Parmi ces virus, certains présentent néanmoins une étonnante similarité de structure : ils sont constitués d’une enveloppe protéique (capside et queue), à l’intérieur de laquelle le génome du phage est stocké sous forme hautement condensé (env. 500mg/ml).

Problématique

Quel est le rôle joué par la compaction de l’ADN dans l’infectivité du phage? Est-elle nécessaire et suffisante pour permettre au phage d’injecter son génome dans la bactérie hôte ?

Principaux résultats

En utilisant le phage modèle T5  et une approche in vitro bottom-up, les principaux résultats obtenus sont :

  • La reconstitution de l’éjection de l’ADN du phage
    • en cellule de flux
    • à travers une membrane lipidique
    • en suivant les étapes moléculaires de « perçage » de la membrane (par électrophysiologie)
  • La mise en évidence de l’étape cinétiquement limitante de l’infection : un changement conformationel permettant de « percer » la membrane
  • La mise en évidence d’une cinétique complexe lors de l’éjection de l’ADN hors de la capside; brièvement la décondensation de l’ADN freine son éjection.

Publications

Is the in vitro ejection of bacteriophage DNA quasistatic? A bulk to single virus study – 2010

N Chiaruttini, M De Frutos, E Augarde, P Boulanger, L Letellier, V Viasnoff
Biophysical journal 99 (2), 447-455

Reconstitution in vitro de l’éjection du génome du phage T5 en solution (sans membrane lipidique). Un modèle cinétique et des études couplées bulk/ virus unique permettent de discriminer les trois étapes du processus d’éjection (docking du récepteur, activation, expulsion de l’ADN).ArtPhage

A Novel Method to Couple Electrophysiological Measurements and Fluorescence Imaging of Suspended Lipid Membranes: The Example of T5 Bacteriophage DNA Ejection – 2013

N Chiaruttini, L Letellier, V Viasnoff
PloS one 8 (12), e84376

Reconstitution en vésicules géantes du transfert d’ADN à travers une membrane lipidique. Développement d’un montage permettant le suivi simultané par microscopie de fluorescence et par électrophysiologie d’une membrane lipidique supportée. Les résultats obtenus sur l’éjection de l’ADN du phage T5 permettent de préciser les événements moléculaires conduisant à l’éjection de l’ADN du phage.

journal.pone.0084376.g001

Illustrations

Cette vidéo montre l’éjection de l’ADN issu de phages uniques adsorbés sur une surface dans une chambre à flux. La vidéo est temps réel et la longueur des ADNs éjectés (env. 100kb) est de 40 microns. L’éjection est déclenché par l’ajout du récepteur du phage en solution (FhuA).

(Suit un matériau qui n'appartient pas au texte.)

// SPDX-License-Identifier: MIT
// Copyright 2026 Roland Dreier <roland@rolandd.dev>

//! Sync pipeline: boundary → extraction → load → batch assignment.
//!
//! Only one run may be active at a time. Each step failure is logged and
//! recorded in the report; the remaining independent steps still run and
//! existing data is never removed. Cancellation is checked between steps.

use crate::error::AppError;
use crate::models::{AssignmentReport, BoundingBox, NewAmenity, NewBuilding};
use crate::services::{AssignmentService, BoundaryResolver, FacilityService, OverpassClient};
use crate::time_utils::format_timestamp;
use chrono::Utc;
use serde::{Deserialize, Serialize};
use std::sync::atomic::{AtomicBool, Ordering};
use std::sync::Arc;
#[cfg(feature = "binding-generation")]
use ts_rs::TS;

/// Which steps a run performs.
#[derive(Debug, Clone, Copy, Default, PartialEq, Eq, Deserialize, Serialize)]
#[serde(rename_all = "snake_case")]
#[cfg_attr(feature = "binding-generation", derive(TS))]
#[cfg_attr(
    feature = "binding-generation",
    ts(export, export_to = "web/src/lib/generated/")
)]
pub enum SyncScope {
    /// Buildings, amenities, then batch assignment
    #[default]
    All,
    Buildings,
    Amenities,
}

impl SyncScope {
    fn buildings(self) -> bool {
        matches!(self, SyncScope::All | SyncScope::Buildings)
    }

    fn amenities(self) -> bool {
        matches!(self, SyncScope::All | SyncScope::Amenities)
    }

    fn assign(self) -> bool {
        self == SyncScope::All
    }
}

/// Outcome of one pipeline step.
#[derive(Debug, Clone, PartialEq, Serialize, Deserialize)]
#[serde(tag = "status", rename_all = "snake_case")]
#[cfg_attr(feature = "binding-generation", derive(TS))]
#[cfg_attr(
    feature = "binding-generation",
    ts(export, export_to = "web/src/lib/generated/")
)]
pub enum StepOutcome {
    /// Not part of this run's scope
    NotRun,
    Completed {
        #[cfg_attr(feature = "binding-generation", ts(type = "number"))]
        count: u64,
    },
    Failed {
        error: String,
    },
    Cancelled,
}

/// Summary of a sync run.
#[derive(Debug, Clone, Serialize, Deserialize)]
#[cfg_attr(feature = "binding-generation", derive(TS))]
#[cfg_attr(
    feature = "binding-generation",
    ts(export, export_to = "web/src/lib/generated/")
)]
pub struct SyncReport {
    pub scope: SyncScope,
    pub started_at: String,
    pub finished_at: String,
    pub bounding_box: Option<BoundingBox>,
    pub boundary: StepOutcome,
    /// Buildings inserted (existing `osm_id`s are skipped)
    pub buildings: StepOutcome,
    /// Amenities inserted
    pub amenities: StepOutcome,
    /// Assignments written
    pub assignment: StepOutcome,
    pub cancelled: bool,
}

impl SyncReport {
    fn new(scope: SyncScope) -> Self {
        Self {
            scope,
            started_at: format_timestamp(Utc::now()),
            finished_at: String::new(),
            bounding_box: None,
            boundary: StepOutcome::NotRun,
            buildings: StepOutcome::NotRun,
            amenities: StepOutcome::NotRun,
            assignment: StepOutcome::NotRun,
            cancelled: false,
        }
    }

    /// True when no step failed.
    pub fn succeeded(&self) -> bool {
        ![
            &self.boundary,
            &self.buildings,
            &self.amenities,
            &self.assignment,
        ]
        .iter()
        .any(|s| matches!(s, StepOutcome::Failed { .. }))
    }
}

/// Shared cancellation flag for the active run.
#[derive(Debug, Clone, Default)]
pub struct SyncCancellation {
    flag: Arc<AtomicBool>,
}

impl SyncCancellation {
    pub fn cancel(&self) {
        self.flag.store(true, Ordering::SeqCst);
    }

    pub fn is_cancelled(&self) -> bool {
        self.flag.load(Ordering::SeqCst)
    }

    fn reset(&self) {
        self.flag.store(false, Ordering::SeqCst);
    }
}

/// Clears the running flag when a run ends, however it ends.
struct RunGuard {
    running: Arc<AtomicBool>,
}

impl Drop for RunGuard {
    fn drop(&mut self) {
        self.running.store(false, Ordering::SeqCst);
    }
}

#[derive(Clone)]
pub struct SyncService {
    boundary: BoundaryResolver,
    overpass: OverpassClient,
    facilities: FacilityService,
    assignment: AssignmentService,
    collection_id: String,
    feature_id: String,
    running: Arc<AtomicBool>,
    cancellation: SyncCancellation,
}

impl SyncService {
    pub fn new(
        boundary: BoundaryResolver,
        overpass: OverpassClient,
        facilities: FacilityService,
        assignment: AssignmentService,
        collection_id: String,
        feature_id: String,
    ) -> Self {
        Self {
            boundary,
            overpass,
            facilities,
            assignment,
            collection_id,
            feature_id,
            running: Arc::new(AtomicBool::new(false)),
            cancellation: SyncCancellation::default(),
        }
    }

    pub fn is_running(&self) -> bool {
        self.running.load(Ordering::SeqCst)
    }

    /// Request cancellation of the active run. `false` when nothing is running.
    pub fn cancel(&self) -> bool {
        if !self.is_running() {
            return false;
        }
        tracing::info!("Sync cancellation requested");
        self.cancellation.cancel();
        true
    }

    /// Full pipeline.
    pub async fn run(&self) -> Result<SyncReport, AppError> {
        self.run_scope(SyncScope::All).await
    }

    /// Refresh buildings only.
    pub async fn sync_buildings(&self) -> Result<SyncReport, AppError> {
        self.run_scope(SyncScope::Buildings).await
    }

    /// Refresh amenities only.
    pub async fn sync_amenities(&self) -> Result<SyncReport, AppError> {
        self.run_scope(SyncScope::Amenities).await
    }

    /// Run the steps in `scope`. Fails with `Conflict` when a run is active.
    pub async fn run_scope(&self, scope: SyncScope) -> Result<SyncReport, AppError> {
        let _guard = self.begin()?;
        tracing::info!(scope = ?scope, "Sync started");

        let mut report = SyncReport::new(scope);
        self.run_steps(scope, &mut report).await;
        report.finished_at = format_timestamp(Utc::now());

        if report.cancelled {
            tracing::warn!(scope = ?scope, "Sync cancelled");
        } else if report.succeeded() {
            tracing::info!(scope = ?scope, "Sync finished");
        } else {
            tracing::warn!(scope = ?scope, "Sync finished with failures");
        }
        Ok(report)
    }

    fn begin(&self) -> Result<RunGuard, AppError> {
        self.running
            .compare_exchange(false, true, Ordering::SeqCst, Ordering::SeqCst)
            .map_err(|_| AppError::Conflict("A sync is already running".to_string()))?;
        self.cancellation.reset();
        Ok(RunGuard {
            running: self.running.clone(),
        })
    }

    fn check_cancelled(&self, report: &mut SyncReport) -> bool {
        if self.cancellation.is_cancelled() {
            report.cancelled = true;
        }
        report.cancelled
    }

    async fn run_steps(&self, scope: SyncScope, report: &mut SyncReport) {
        // ─── Boundary ───
        if self.check_cancelled(report) {
            report.boundary = StepOutcome::Cancelled;
            return;
        }
        let bbox = match self
            .boundary
            .resolve_bounding_box(&self.collection_id, &self.feature_id)
            .await
        {
            Ok(bbox) => bbox,
            Err(e) => {
                tracing::error!(error = %e, "Boundary resolution failed, aborting sync");
                report.boundary = StepOutcome::Failed {
                    error: e.to_string(),
                };
                return;
            }
        };
        report.boundary = StepOutcome::Completed { count: 1 };
        report.bounding_box = Some(bbox);

        // ─── Extraction ───
        if self.check_cancelled(report) {
            self.mark_remaining_cancelled(scope, report);
            return;
        }
        let (buildings, amenities) = tokio::join!(
            self.extract_buildings(scope, &bbox),
            self.extract_amenities(scope, &bbox),
        );

        // ─── Load ───
        if let Some(extracted) = buildings {
            report.buildings = if self.check_cancelled(report) {
                StepOutcome::Cancelled
            } else {
                self.load_buildings(extracted).await
            };
        }
        if let Some(extracted) = amenities {
            report.amenities = if self.check_cancelled(report) {
                StepOutcome::Cancelled
            } else {
                self.load_amenities(extracted).await
            };
        }

        // ─── Assignment ───
        if scope.assign() {
            report.assignment = if self.check_cancelled(report) {
                StepOutcome::Cancelled
            } else {
                match self.assignment.assign_closest_amenities().await {
                    Ok(AssignmentReport { updated, .. }) => {
                        StepOutcome::Completed { count: updated }
                    }
                    Err(e) => {
                        tracing::error!(error = %e, "Batch assignment failed");
                        StepOutcome::Failed {
                            error: e.to_string(),
                        }
                    }
                }
            };
        }
    }

    fn mark_remaining_cancelled(&self, scope: SyncScope, report: &mut SyncReport) {
        if scope.buildings() {
            report.buildings = StepOutcome::Cancelled;
        }
        if scope.amenities() {
            report.amenities = StepOutcome::Cancelled;
        }
        if scope.assign() {
            report.assignment = StepOutcome::Cancelled;
        }
    }

    /// `None` when out of scope.
    async fn extract_buildings(
        &self,
        scope: SyncScope,
        bbox: &BoundingBox,
    ) -> Option<Result<Vec<NewBuilding>, String>> {
        if !scope.buildings() {
            return None;
        }
        Some(self.overpass.extract_buildings(bbox).await.map_err(|e| {
            tracing::error!(error = %e, "Building extraction failed, keeping existing data");
            e.to_string()
        }))
    }

    async fn extract_amenities(
        &self,
        scope: SyncScope,
        bbox: &BoundingBox,
    ) -> Option<Result<Vec<NewAmenity>, String>> {
        if !scope.amenities() {
            return None;
        }
        Some(self.overpass.extract_amenities(bbox).await.map_err(|e| {
            tracing::error!(error = %e, "Amenity extraction failed, keeping existing data");
            e.to_string()
        }))
    }

    async fn load_buildings(&self, extracted: Result<Vec<NewBuilding>, String>) -> StepOutcome {
        let buildings = match extracted {
            Ok(b) => b,
            Err(error) => return StepOutcome::Failed { error },
        };
        match self.facilities.load_buildings(&buildings).await {
            Ok(count) => StepOutcome::Completed { count },
            Err(e) => {
                tracing::error!(error = %e, "Building load failed");
                StepOutcome::Failed {
                    error: e.to_string(),
                }
            }
        }
    }

    async fn load_amenities(&self, extracted: Result<Vec<NewAmenity>, String>) -> StepOutcome {
        let amenities = match extracted {
            Ok(a) => a,
            Err(error) => return StepOutcome::Failed { error },
        };
        match self.facilities.load_amenities(&amenities).await {
            Ok(count) => StepOutcome::Completed { count },
            Err(e) => {
                tracing::error!(error = %e, "Amenity load failed");
                StepOutcome::Failed {
                    error: e.to_string(),
                }
            }
        }
    }
}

Trois phages fluorescents diffusant sur une membrane fonctionalisée avec le récepteur du phage T5 (FhuA). Les phages sont libres de diffuser sur un trou circulaire de 10 microns de diamètre.

Section d’une vésicule géante fonctionalisée FhuA montrant les ADNs fluctuant ayant été éjectés dans la vésicule (un ADN -> un phage). La vésicule fait 20 microns de diamètre.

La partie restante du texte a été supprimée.